2. Perl, The Best Web-based Language you can learn, especially in Security Point of View. (Just visit some underground hacking sites, you'll know why)

3. There is not 'starting' point, its all about your creativity and mind. Get the above mentioned book, you'll understand a lot! It gives you some advise, etc. by the end of the book.

4. You can take up CEH (Certified Ethical Hacker) course. If you have 4-5years experience as Security Expert, you can take up CISSP Certificate, which means you're a 1337 ethical hacker (the certificate holders are one of the highest paid!)


----------



## rk_koutilya (Nov 14, 2007)

Thanks for your immediate responce buddy.

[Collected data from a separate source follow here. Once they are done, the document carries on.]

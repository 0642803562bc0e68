use glam::{Mat3, Quat, Vec3};

/// Third-person follow camera.
///
/// Smoothing is applied once per tick with a fixed factor, not scaled by dt,
/// so the effective smoothing rate is frame-rate-dependent. That matches the
/// tuned feel of the original handling and is deliberate.
#[derive(Debug, Clone)]
pub struct FollowCamera {
    pub position: Vec3,
    pub orientation: Quat,
}

impl FollowCamera {
    pub fn new(position: Vec3) -> Self {
        Self {
            position,
            orientation: Quat::IDENTITY,
        }
    }

    /// One smoothing step: lerp position toward `target_pos`, then slerp
    /// orientation toward looking at `look_target` (from the already-updated
    /// position) with `up` as the camera's up hint.
    pub fn follow(&mut self, target_pos: Vec3, look_target: Vec3, up: Vec3, factor: f32) {
        self.position = self.position.lerp(target_pos, factor);
        let target = look_at_quat(self.position, look_target, up);
        self.orientation = self.orientation.slerp(target, factor).normalize();
    }
}

/// Orientation for a camera at `eye` looking toward `target`.
///
/// Builds the right-handed basis where the camera looks down its local −Z,
/// the convention of the rendering host. Degenerate inputs (eye on target,
/// up parallel to the view direction) fall back to safe axes instead of
/// producing NaN.
pub fn look_at_quat(eye: Vec3, target: Vec3, up: Vec3) -> Quat {
    let back = eye - target;
    if back.length_squared() < 1e-12 {
        return Quat::IDENTITY;
    }
    let z = back.normalize();
    let mut x = up.cross(z);
    if x.length_squared() < 1e-12 {
        // up is parallel to the view direction; pick any perpendicular
        x = if z.x.abs() < 0.9 { Vec3::X.cross(z) } else { Vec3::Y.cross(z) };
    }
    let x = x.normalize();
    let y = z.cross(x);
    Quat::from_mat3(&Mat3::from_cols(x, y, z))
}

#[cfg(test)]
mod tests {
    use super::*;

    fn forward(q: Quat) -> Vec3 {
        q * Vec3::NEG_Z
    }

    #[test]
    fn looking_down_negative_z_is_identity() {
        let q = look_at_quat(Vec3::new(0.0, 0.0, 10.0), Vec3::ZERO, Vec3::Y);
        assert!(q.angle_between(Quat::IDENTITY) < 1e-5);
    }

    #[test]
    fn camera_faces_its_target() {
        let eye = Vec3::new(30.0, 10.0, -5.0);
        let target = Vec3::new(-2.0, 4.0, 8.0);
        let q = look_at_quat(eye, target, Vec3::Y);
        let expected = (target - eye).normalize();
        assert!(forward(q).distance(expected) < 1e-5);
    }

    #[test]
    fn degenerate_eye_on_target_is_identity() {
        let q = look_at_quat(Vec3::ONE, Vec3::ONE, Vec3::Y);
        assert_eq!(q, Quat::IDENTITY);
    }

    #[test]
    fn up_parallel_to_view_does_not_nan() {
        let q = look_at_quat(Vec3::new(0.0, 10.0, 0.0), Vec3::ZERO, Vec3::Y);
        assert!(q.is_finite());
        assert!(forward(q).distance(Vec3::NEG_Y) < 1e-5);
    }

    #[test]
    fn follow_moves_part_way() {
        let mut cam = FollowCamera::new(Vec3::ZERO);
        cam.follow(Vec3::new(100.0, 0.0, 0.0), Vec3::ZERO, Vec3::Y, 0.05);
        assert!((cam.position.x - 5.0).abs() < 1e-4);
    }
}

Let me buy this book and get back to you. Further as you rightly said, its once creativity makes him to explore more and more.  


thanks once again.

Raj


----------



## manubatham20 (Nov 28, 2007)

I am also interesting in it. But reading books is not only the solution, i think. I try to read many books myself but there is not benefit. You need a guidence. I have many many many books about it. But no benefit from reading only books, practical concepts remains unclear without doing in real life, that how the instruction is going on the internet blah blah blah......... I read that telnet is the powerful tool for hacking and exploring loopholes, can anyone tell me more about it?


----------



## Gigacore (Nov 28, 2007)

One small advice: Study Security Architecture in detail.


----------



## infra_red_dude (Nov 28, 2007)

The first thing you need to ask is, what are you gonna hack???!! You need a sound knowledge of Operating System Internals before you can get into ethical hacking.

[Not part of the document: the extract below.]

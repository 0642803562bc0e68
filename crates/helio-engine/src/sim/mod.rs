pub mod phase;
pub mod session;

The way things are implemented differs from one OS to another.


----------



## paid (Nov 28, 2007)

any tutorial websites?


----------



## Faun (Nov 28, 2007)

paid said:
			
		

> any tutorial websites?


Read some good book about TCP/IP
A web based language is a must (Perl,CGI)
Unix knowledge will further enhance ur skills
Get some book on Google hacks
Good networking and OS knowledge


----------



## QwertyManiac (Nov 29, 2007)

Quoting Anomit - Don't learn to hack, hack to learn.


----------



## amitava82 (Nov 29, 2007)

If everyone could hack just by doing some courses then whole security story would have been different.


----------



## motobuntu (Dec 6, 2007)

amitava82 said:
			
		

> If everyone could hack just by doing some courses then whole security story would have been different.



You are right, no course in this universe will be able to produce a perfect hacker but everybody has to start at some point, and  I don't think there is any harm in doing a course to learn the basics and then move to the advance level.

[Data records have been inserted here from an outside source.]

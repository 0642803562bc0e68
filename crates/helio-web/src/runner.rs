use helio_engine::{
    Action, InputQueue, KeyBindingMap, SceneSnapshot, Simulation, SimulationPhase,
};

use crate::store::LocalStore;

/// Owns the simulation, the input queue and the snapshot buffers, and wires
/// them into one per-frame call. The browser schedules `frame()` once per
/// display refresh and reads the snapshot buffers afterwards.
pub struct SimRunner {
    sim: Simulation,
    input: InputQueue,
    snapshot: SceneSnapshot,
    store: LocalStore,
}

impl SimRunner {
    pub fn new(seed: u64) -> Self {
        let store = LocalStore;
        let sim = Simulation::new(&store, seed);
        let capacity = sim.world().len();
        let mut runner = Self {
            sim,
            input: InputQueue::new(),
            snapshot: SceneSnapshot::with_capacity(capacity),
            store,
        };
        // Snapshot is valid before the first frame so the renderer can draw
        // the start-menu scene immediately
        runner.snapshot.rebuild(&runner.sim);
        runner
    }

    /// One scheduled frame: drain input, advance if running, rebuild the
    /// snapshot for the renderer.
    pub fn frame(&mut self, dt: f32) {
        self.sim.frame(dt, &mut self.input, &mut self.store);
        self.snapshot.rebuild(&self.sim);
    }

    // ── Input events ───────────────────────────────────────────────

    pub fn key_down(&mut self, symbol: &str) {
        self.input.push_key_down(symbol);
    }

    pub fn key_up(&mut self, symbol: &str) {
        self.input.push_key_up(symbol);
    }

    // ── Phase control ──────────────────────────────────────────────

    pub fn start(&mut self) {
        self.sim.start();
    }

    pub fn pause(&mut self) {
        self.sim.pause();
    }

    pub fn resume(&mut self) {
        self.sim.resume();
    }

    pub fn toggle_pause(&mut self) {
        self.sim.toggle_pause();
    }

    pub fn restart(&mut self) {
        self.sim.restart();
    }

    pub fn phase_code(&self) -> u32 {
        self.sim.phase().code()
    }

    pub fn crashed_body_name(&self) -> Option<String> {
        if self.sim.phase() == SimulationPhase::Crashed {
            self.sim.crash().map(|c| c.body_name.clone())
        } else {
            None
        }
    }

    // ── Rebinding ──────────────────────────────────────────────────

    pub fn request_rebind(&mut self, action_index: usize) {
        if let Some(action) = Action::from_index(action_index) {
            self.sim.tracker_mut().request_rebind(action);
        }
    }

    pub fn cancel_rebind(&mut self) {
        self.sim.tracker_mut().cancel_rebind();
    }

    /// Index of the action waiting for a capture key, or -1.
    pub fn rebind_pending_index(&self) -> i32 {
        self.sim
            .tracker()
            .rebind_pending()
            .map(|a| a.index() as i32)
            .unwrap_or(-1)
    }

    pub fn reset_bindings(&mut self) {
        self.sim.tracker_mut().reset_to_defaults(&mut self.store);
    }

    pub fn action_display_name(&self, action_index: usize) -> Option<String> {
        Action::from_index(action_index).map(|a| a.display_name().to_string())
    }

    /// Display form of the key bound to an action ("W", "SPACE", "arrowup").
    pub fn binding_display(&self, action_index: usize) -> Option<String> {
        let action = Action::from_index(action_index)?;
        let key = self.sim.tracker().bindings().get(action);
        Some(KeyBindingMap::display_key(key))
    }

    // ── Ship model lifecycle ───────────────────────────────────────

    pub fn ship_model_loaded(&mut self) {
        self.sim.ship_model_loaded();
    }

    pub fn ship_model_failed(&mut self, err: &str) {
        self.sim.ship_model_failed(err);
    }

    // ── Snapshot accessors for linear-memory reads ─────────────────

    pub fn snapshot(&self) -> &SceneSnapshot {
        &self.snapshot
    }
}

Ofcourse, one has to learn more & more and more and be patient. It's an art and like any other art, takes time master.


----------



## manubatham20 (Dec 9, 2007)

Hacking shows the mind of anybody. How deeper he knows abut anything and how efficiently he use it. So that it very very necessary to get the basic knowledge and for this knowledge and its use, u should join any hacking course.


----------



## ABHISEK KUMAR ROUT (Dec 9, 2007)

as far as studing books inorder 2 be a hkr, Ankit Fadia is the name to remember


----------



## QwertyManiac (Dec 9, 2007)

ABHISEK KUMAR ROUT said:
			
		

> as far as studing books inorder 2 be a hkr, *Ankit Fadia* is the name to remember


 ^^
You're LOL.

*icanhascheezburger.files.wordpress.com/2007/06/roflmfao.jpg


----------



## ninad_xpress (Dec 11, 2007)

Anyone cannot decide & become a hacker at all. One needs to be dedicated to computers & he needs to have strong software & web programming knowledge with excellent hardware support & knowledge. He need to have updated information every time & some built-in expertise is needed. One of the most important thing is to start exploring your own system & software & take interest in it, as time will go on you will be knowing much more things & from those little things when someone become master of the systems no one knows. So keep experimenting with ur own things first & acquire as much knowledge both practical & theoretical from all the internal & external sources. Best of luck !!!


----------



## timemachine (Dec 12, 2007)

I think

1) Overview for network architecture ( Communication networks)
2) Web Development and related languages ( PHP, Ruby etc)
3) Network Security Design
4)...
....
......
.....
infinity 

You will have to learn whatever you are trying to exploit. LIke in the case of Sql Injection, you will have to learn query language. Better focus on developing some new things rather than following the old.


----------



## Abhishek Dwivedi (Dec 12, 2007)

well 1 thing about Ankit Fadia....HE IS A SUC**R...he teaches SH** and does all da stupid stuff to gain popularity...if he know 10% then he acts to know 90% *gigasmilies.googlepages.com/realmad.gif



but da best thing to learn hacking is to start doing it practically (remember to hide ur IP address) as soon as u find sumthing new...n start finding loopholes...


----------



## timemachine (Dec 13, 2007)

I prefer not to abuse anyone...(including ankit fadia) . 

Well he teaches what he knows, and he knows less than Kevin so that's not his fault. The fault is by fooling people with the courses. I have some of his books and found nothng new because there is nothing new. You will have to create something new.


----------



## motobuntu (Dec 14, 2007)

CEH study maerials will be helpful to start and learn the basics.

Ankit Fadia su**s.


----------